Profiles help connect roles, categories, and subcategories to the business requirements, risk tolerance, and resources of the larger organization you serve.
Levels
There are four levels of implementation, and while the CSF documents do not consider them to be maturity levels, the higher levels are considered a more complete implementation of the CSF standards to protect critical infrastructure. NIST considers the levels to be useful in informing an organization's current and target profiles.
- Tier 1: Called partial deployment, Tier 1 organizations have a reactive, ad hoc cybersecurity posture to protect their data. They have little awareness of organizational cybersecurity risk and any plans implemented are often performed inconsistently.
- Level 2: At the so-called risk-informed level, organizations may be approving cybersecurity measures, but implementation is still piecemeal. They are aware of the risks, have plans, and have adequate resources to protect themselves from a data breach, but they are not proactive.
- Level 3: The third level is called repeatable, meaning that an organization has implemented NIST CSF standards across the enterprise and is capable of repeatedly responding to cyber crises. The policy is applied consistently and employees are informed of the risks.
- Level 4: This level, called adaptive, indicates full adoption of the NIST CSF. Adaptive organizations are not only prepared to respond to cyber threats: they proactively detect threats and predict problems based on current trends and their IT architecture.

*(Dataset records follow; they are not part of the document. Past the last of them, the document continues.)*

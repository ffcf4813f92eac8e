//! Simulated camera backend
//!
//! An in-process stand-in for the platform camera and barcode decoder. It
//! records every acquisition and every track stop so callers can check that
//! the hardware would have been switched off, and it can hold acquisitions
//! open to imitate a permission prompt the user has not answered yet.
//!
//! Used by the test suites and by `scanctl` demo runs.

use async_trait::async_trait;
use std::collections::VecDeque;
use std::sync::atomic::{AtomicBool, AtomicUsize, Ordering};
use std::sync::{Arc, Mutex};
use std::time::Duration;
use tokio::sync::{watch, Semaphore};

use crate::decode::{DecodeError, FrameDecoder};
use crate::device::VideoInputDevice;
use crate::media::{MediaConstraints, MediaDevices, MediaError, MediaStream, MediaTrack, RenderSurface};

#[derive(Debug, Default)]
struct Counters {
    enumerations: AtomicUsize,
    requested: AtomicUsize,
    succeeded: AtomicUsize,
    released: AtomicUsize,
    tracks_stopped: AtomicUsize,
    live_streams: AtomicUsize,
}

/// Snapshot of what the simulated camera has been asked to do.
#[derive(Debug, Clone, Copy, Default, PartialEq, Eq)]
pub struct SimStats {
    pub enumerations: usize,
    pub acquisitions_requested: usize,
    pub acquisitions_succeeded: usize,
    /// Streams whose tracks have all been stopped.
    pub streams_released: usize,
    pub tracks_stopped: usize,
    /// Streams acquired and not yet released (hardware indicator on).
    pub live_streams: usize,
}

#[derive(Debug)]
struct SimTrack {
    id: String,
    stopped: AtomicBool,
    ended: AtomicBool,
    stream_live_tracks: Arc<AtomicUsize>,
    counters: Arc<Counters>,
}

impl MediaTrack for SimTrack {
    fn id(&self) -> &str {
        &self.id
    }

    fn stop(&self) {
        if self.stopped.swap(true, Ordering::SeqCst) {
            return;
        }
        self.counters.tracks_stopped.fetch_add(1, Ordering::SeqCst);
        if self.stream_live_tracks.fetch_sub(1, Ordering::SeqCst) == 1 {
            self.counters.released.fetch_add(1, Ordering::SeqCst);
            self.counters.live_streams.fetch_sub(1, Ordering::SeqCst);
        }
    }

    fn is_live(&self) -> bool {
        !self.stopped.load(Ordering::SeqCst) && !self.ended.load(Ordering::SeqCst)
    }
}

/// Simulated platform camera.
#[derive(Debug)]
pub struct SimCamera {
    devices: Mutex<Vec<VideoInputDevice>>,
    enumeration_error: Mutex<Option<MediaError>>,
    failures: Mutex<VecDeque<MediaError>>,
    permission_denied: AtomicBool,
    tracks_per_stream: usize,
    hold: AtomicBool,
    gate: Semaphore,
    pending: watch::Sender<usize>,
    constraints: Mutex<Vec<MediaConstraints>>,
    tracks: Mutex<Vec<Arc<SimTrack>>>,
    counters: Arc<Counters>,
    next_stream: AtomicUsize,
}

impl SimCamera {
    /// A phone-like camera pair: "1" front, "2" back.
    pub fn new() -> Self {
        Self::with_devices(vec![
            VideoInputDevice::new("1", "Front Camera"),
            VideoInputDevice::new("2", "Back Camera"),
        ])
    }

    pub fn with_devices(devices: Vec<VideoInputDevice>) -> Self {
        Self::build(devices, 1)
    }

    /// Default devices, each stream carrying `tracks` tracks.
    pub fn with_tracks_per_stream(tracks: usize) -> Self {
        let mut camera = Self::new();
        camera.tracks_per_stream = tracks.max(1);
        camera
    }

    /// Enumeration returns nothing; facing-mode requests still succeed.
    pub fn without_devices() -> Self {
        Self::with_devices(Vec::new())
    }

    fn build(devices: Vec<VideoInputDevice>, tracks_per_stream: usize) -> Self {
        let (pending, _) = watch::channel(0);
        Self {
            devices: Mutex::new(devices),
            enumeration_error: Mutex::new(None),
            failures: Mutex::new(VecDeque::new()),
            permission_denied: AtomicBool::new(false),
            tracks_per_stream,
            hold: AtomicBool::new(false),
            gate: Semaphore::new(0),
            pending,
            constraints: Mutex::new(Vec::new()),
            tracks: Mutex::new(Vec::new()),
            counters: Arc::new(Counters::default()),
            next_stream: AtomicUsize::new(1),
        }
    }

    pub fn set_devices(&self, devices: Vec<VideoInputDevice>) {
        *self.devices.lock().expect("sim devices mutex poisoned") = devices;
    }

    /// Make the next enumerations fail with `err` (None clears it).
    pub fn set_enumeration_error(&self, err: Option<MediaError>) {
        *self.enumeration_error.lock().expect("sim enumeration mutex poisoned") = err;
    }

    /// Fail the next stream request with `err`. Queued failures are used in order.
    pub fn push_acquisition_failure(&self, err: MediaError) {
        self.failures
            .lock()
            .expect("sim failures mutex poisoned")
            .push_back(err);
    }

    /// Answer every stream request as if the user declined the prompt.
    pub fn set_permission_denied(&self, denied: bool) {
        self.permission_denied.store(denied, Ordering::SeqCst);
    }

    /// Hold stream requests open until [`SimCamera::settle_pending`] lets them through.
    pub fn hold_acquisitions(&self, hold: bool) {
        self.hold.store(hold, Ordering::SeqCst);
    }

    /// Let `n` held stream requests complete.
    pub fn settle_pending(&self, n: usize) {
        self.gate.add_permits(n);
    }

    /// Number of stream requests currently held open.
    pub fn pending_acquisitions(&self) -> usize {
        *self.pending.borrow()
    }

    /// Wait until at least `n` stream requests are held open.
    pub async fn wait_until_pending(&self, n: usize) {
        let mut rx = self.pending.subscribe();
        let _ = rx.wait_for(|pending| *pending >= n).await;
    }

    /// Simulate the camera being unplugged: every live track ends.
    pub fn unplug(&self) {
        let tracks = self.tracks.lock().expect("sim tracks mutex poisoned");
        for track in tracks.iter() {
            track.ended.store(true, Ordering::SeqCst);
        }
    }

    /// Constraints of every stream request, in order.
    pub fn constraints_log(&self) -> Vec<MediaConstraints> {
        self.constraints
            .lock()
            .expect("sim constraints mutex poisoned")
            .clone()
    }

    pub fn stats(&self) -> SimStats {
        SimStats {
            enumerations: self.counters.enumerations.load(Ordering::SeqCst),
            acquisitions_requested: self.counters.requested.load(Ordering::SeqCst),
            acquisitions_succeeded: self.counters.succeeded.load(Ordering::SeqCst),
            streams_released: self.counters.released.load(Ordering::SeqCst),
            tracks_stopped: self.counters.tracks_stopped.load(Ordering::SeqCst),
            live_streams: self.counters.live_streams.load(Ordering::SeqCst),
        }
    }

    fn open_stream(&self) -> MediaStream {
        let n = self.next_stream.fetch_add(1, Ordering::SeqCst);
        let stream_id = format!("sim-stream-{}", n);
        let stream_live_tracks = Arc::new(AtomicUsize::new(self.tracks_per_stream));

        let tracks: Vec<Arc<SimTrack>> = (0..self.tracks_per_stream)
            .map(|i| {
                Arc::new(SimTrack {
                    id: format!("{}-track-{}", stream_id, i),
                    stopped: AtomicBool::new(false),
                    ended: AtomicBool::new(false),
                    stream_live_tracks: stream_live_tracks.clone(),
                    counters: self.counters.clone(),
                })
            })
            .collect();

        self.tracks
            .lock()
            .expect("sim tracks mutex poisoned")
            .extend(tracks.iter().cloned());
        self.counters.succeeded.fetch_add(1, Ordering::SeqCst);
        self.counters.live_streams.fetch_add(1, Ordering::SeqCst);

        let tracks = tracks
            .into_iter()
            .map(|t| t as Arc<dyn MediaTrack>)
            .collect();
        MediaStream::new(stream_id, tracks)
    }
}

impl Default for SimCamera {
    fn default() -> Self {
        Self::new()
    }
}

#[async_trait]
impl MediaDevices for SimCamera {
    async fn enumerate_video_inputs(&self) -> Result<Vec<VideoInputDevice>, MediaError> {
        self.counters.enumerations.fetch_add(1, Ordering::SeqCst);
        if let Some(err) = self
            .enumeration_error
            .lock()
            .expect("sim enumeration mutex poisoned")
            .clone()
        {
            return Err(err);
        }
        Ok(self.devices.lock().expect("sim devices mutex poisoned").clone())
    }

    async fn get_user_media(&self, constraints: MediaConstraints) -> Result<MediaStream, MediaError> {
        self.counters.requested.fetch_add(1, Ordering::SeqCst);
        self.constraints
            .lock()
            .expect("sim constraints mutex poisoned")
            .push(constraints.clone());

        if self.hold.load(Ordering::SeqCst) {
            self.pending.send_modify(|p| *p += 1);
            let permit = self.gate.acquire().await;
            self.pending.send_modify(|p| *p -= 1);
            match permit {
                Ok(permit) => permit.forget(),
                Err(_) => return Err(MediaError::Aborted("simulated camera shut down".into())),
            }
        }

        let scripted = self
            .failures
            .lock()
            .expect("sim failures mutex poisoned")
            .pop_front();
        if let Some(err) = scripted {
            return Err(err);
        }
        if self.permission_denied.load(Ordering::SeqCst) {
            return Err(MediaError::NotAllowed("permission dismissed".into()));
        }
        if let Some(id) = &constraints.device_id {
            let known = self
                .devices
                .lock()
                .expect("sim devices mutex poisoned")
                .iter()
                .any(|d| &d.device_id == id);
            if !known {
                return Err(MediaError::NotFound(format!("no device with id {}", id)));
            }
        }

        Ok(self.open_stream())
    }
}

/// Decoder that plays back a script of per-frame outcomes.
///
/// Once the script runs out every further frame yields the `then` outcome.
#[derive(Debug)]
pub struct ScriptedDecoder {
    script: Mutex<VecDeque<Result<String, DecodeError>>>,
    then: Result<String, DecodeError>,
    frames: AtomicUsize,
    latency: Option<Duration>,
}

impl ScriptedDecoder {
    pub fn new(
        script: Vec<Result<String, DecodeError>>,
        then: Result<String, DecodeError>,
    ) -> Self {
        Self {
            script: Mutex::new(script.into()),
            then,
            frames: AtomicUsize::new(0),
            latency: None,
        }
    }

    /// `misses` empty frames, then `code` on every frame after.
    pub fn code_after(misses: usize, code: impl Into<String>) -> Self {
        Self::new(vec![Err(DecodeError::NoMatch); misses], Ok(code.into()))
    }

    /// Never finds a barcode.
    pub fn never() -> Self {
        Self::new(Vec::new(), Err(DecodeError::NoMatch))
    }

    /// Wait `latency` before each frame's outcome.
    pub fn with_latency(mut self, latency: Duration) -> Self {
        self.latency = Some(latency);
        self
    }

    pub fn frames_decoded(&self) -> usize {
        self.frames.load(Ordering::SeqCst)
    }
}

#[async_trait]
impl FrameDecoder for ScriptedDecoder {
    async fn decode_frame(&self, stream: &MediaStream) -> Result<String, DecodeError> {
        self.frames.fetch_add(1, Ordering::SeqCst);
        if let Some(latency) = self.latency {
            tokio::time::sleep(latency).await;
        }
        if !stream.is_active() {
            return Err(DecodeError::StreamEnded);
        }
        let next = self
            .script
            .lock()
            .expect("scripted decoder mutex poisoned")
            .pop_front();
        next.unwrap_or_else(|| self.then.clone())
    }
}

/// Render surface that remembers what it shows.
#[derive(Debug, Default)]
pub struct RecordingSurface {
    current: Mutex<Option<String>>,
    attaches: AtomicUsize,
    detaches: AtomicUsize,
}

impl RecordingSurface {
    pub fn new() -> Self {
        Self::default()
    }

    /// Id of the stream currently attached.
    pub fn current(&self) -> Option<String> {
        self.current.lock().expect("surface mutex poisoned").clone()
    }

    pub fn attach_count(&self) -> usize {
        self.attaches.load(Ordering::SeqCst)
    }

    pub fn detach_count(&self) -> usize {
        self.detaches.load(Ordering::SeqCst)
    }
}

impl RenderSurface for RecordingSurface {
    fn attach(&self, stream: &MediaStream) {
        self.attaches.fetch_add(1, Ordering::SeqCst);
        *self.current.lock().expect("surface mutex poisoned") = Some(stream.id().to_string());
    }

    fn detach(&self) {
        self.detaches.fetch_add(1, Ordering::SeqCst);
        *self.current.lock().expect("surface mutex poisoned") = None;
    }
}

#[cfg(test)]
mod tests {
    use super::*;

    fn by_device(id: &str) -> MediaConstraints {
        MediaConstraints {
            device_id: Some(id.to_string()),
            ..MediaConstraints::default()
        }
    }

    #[tokio::test]
    async fn test_stats_track_acquire_and_release() {
        let camera = SimCamera::with_tracks_per_stream(2);
        let stream = camera.get_user_media(by_device("2")).await.unwrap();
        assert_eq!(stream.tracks().len(), 2);
        assert_eq!(camera.stats().live_streams, 1);

        stream.tracks()[0].stop();
        assert_eq!(camera.stats().streams_released, 0);
        stream.tracks()[1].stop();
        stream.tracks()[1].stop();

        let stats = camera.stats();
        assert_eq!(stats.streams_released, 1);
        assert_eq!(stats.tracks_stopped, 2);
        assert_eq!(stats.live_streams, 0);
    }

    #[tokio::test]
    async fn test_unknown_device_is_not_found() {
        let camera = SimCamera::new();
        let err = camera.get_user_media(by_device("9")).await.unwrap_err();
        assert!(matches!(err, MediaError::NotFound(_)));
        assert_eq!(camera.stats().acquisitions_succeeded, 0);
    }

    #[tokio::test]
    async fn test_held_acquisition_waits_for_settle() {
        let camera = Arc::new(SimCamera::new());
        camera.hold_acquisitions(true);

        let pending = {
            let camera = camera.clone();
            tokio::spawn(async move { camera.get_user_media(by_device("1")).await })
        };

        camera.wait_until_pending(1).await;
        assert_eq!(camera.pending_acquisitions(), 1);
        assert_eq!(camera.stats().acquisitions_succeeded, 0);

        camera.settle_pending(1);
        let stream = pending.await.unwrap().unwrap();
        assert!(stream.is_active());
        assert_eq!(camera.pending_acquisitions(), 0);
    }

    #[tokio::test]
    async fn test_unplug_ends_tracks_without_releasing() {
        let camera = SimCamera::new();
        let stream = camera.get_user_media(by_device("1")).await.unwrap();
        camera.unplug();
        assert!(!stream.is_active());
        assert_eq!(camera.stats().live_streams, 1);

        stream.stop_all_tracks();
        assert_eq!(camera.stats().streams_released, 1);
    }

    #[tokio::test]
    async fn test_scripted_decoder_plays_script_then_repeats() {
        let camera = SimCamera::new();
        let stream = camera.get_user_media(by_device("1")).await.unwrap();
        let decoder = ScriptedDecoder::new(
            vec![Err(DecodeError::Fault("glitch".into()))],
            Ok("FA001".to_string()),
        );

        assert_eq!(
            decoder.decode_frame(&stream).await,
            Err(DecodeError::Fault("glitch".into()))
        );
        assert_eq!(decoder.decode_frame(&stream).await, Ok("FA001".to_string()));
        assert_eq!(decoder.decode_frame(&stream).await, Ok("FA001".to_string()));
        assert_eq!(decoder.frames_decoded(), 3);
    }
}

Informative references and other online resources
The Informative References provided with Version 2.0 of the CSF are documentation, implementation steps, standards, and other guidelines. A good example in the manual Windows update category would be a document that describes the steps to manually update Windows PCs. In version 2.0, informational references, implementation examples, and quick start guides can be found through the NIST CSF website or the CSF document.
When is the NIST Cybersecurity Framework updated?
As the needs of organizations change, NIST plans to continually update the CSF to keep it relevant. CSF updates are made as part of NIST's annual CSF conference and take into account feedback from industry representatives, via email, and through requests for comments and requests for information that NIST sends to large organizations.
What organizations can use the NIST Cybersecurity Framework?
The NIST CSF affects everyone who touches a computer for business purposes. IT teams and CXOs are responsible for implementing it; Regular employees are responsible for following their organization's safety standards; and business leaders are responsible for training their security teams to protect their critical infrastructure. Specifically, the new NIST CSF 2.0 governance feature includes communication channels between executives, managers, and professionals—anyone who has a stake in the technological health of the enterprise.
The degree to which the NIST CSF will affect the average person will also not diminish over time, at least not until it is widely implemented and becomes the new standard in cybersecurity planning.
How can I implement the NIST Cybersecurity Framework?
Get started on implementing the CSF by visiting the NIST Cybersecurity Framework website. Of particular interest to IT decision makers and security professionals is the NIST Framework Resources page, where you will find methodologies, implementation guidelines, case studies, educational materials, example profiles, and more.
“The CSF does not prescribe how outcomes should be achieved,” NIST notes in the framework. “Rather, it links to online resources that provide additional guidance on practices and controls that could be used to achieve those results.”
The NIST CSF can improve the security posture of organizations large and small, and could potentially position you as a leader in forward-thinking cybersecurity practices or prevent a catastrophic cybersecurity event.